Vacances : les destinations méditerranéennes se réorientent face aux tensions
Les destinations côtières d'Europe du Sud connaissent un afflux de vacanciers plus rapide que prévu, éloignées des zones de conflit. Les vols vers ces lieux restent stables, tandis que l'incertitude freine les dépenses dans d'autres régions. L'Espagne pourrait en profiter, mais la situation reste fragile.

Les touristes britanniques privilégient la méditerranée occidentale
Les vols directs entre l'Espagne et le Golfe Persique étant limités, les voyageurs britanniques se tournent vers des destinations européennes plus proches. TUI, un acteur majeur du tourisme, observe une hausse significative des réservations vers le Portugal (+42 %), les îles Baléares (+40 %) et les îles Canaries (+16 %). Le Portugal se distingue comme la destination la plus prisée selon des études de plusieurs agences de voyage, comme Thomas Cook. À l'inverse, On the Beach signale une baisse d'intérêt pour le Moyen-Orient et des destinations traditionnelles comme la Turquie, Chypre, la Grèce et l'Égypte.

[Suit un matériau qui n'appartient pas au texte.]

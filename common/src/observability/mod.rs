//! Prometheus metrics and log setup shared by the publisher and listener.

mod metrics;
mod tracing;

pub use metrics::{MetricsContext, MetricsServerConfig};
pub use tracing::init_tracing;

Cette migration vers des lieux plus familiers reflète une volonté de confort et de sécurité. Les destinations proches, accessibles par des vols courts, gagnent en popularité. La France observe également un changement dans les habitudes de voyage. Selon les données d'Alliance France Tourisme, 41 % des Français envisagent de modifier leur destination, en particulier s'ils avaient prévu de se rendre au Moyen-Orient. Parmi eux, 21 % préfèrent rester en France, et seulement 7 % envisagent de voyager vers d'autres pays.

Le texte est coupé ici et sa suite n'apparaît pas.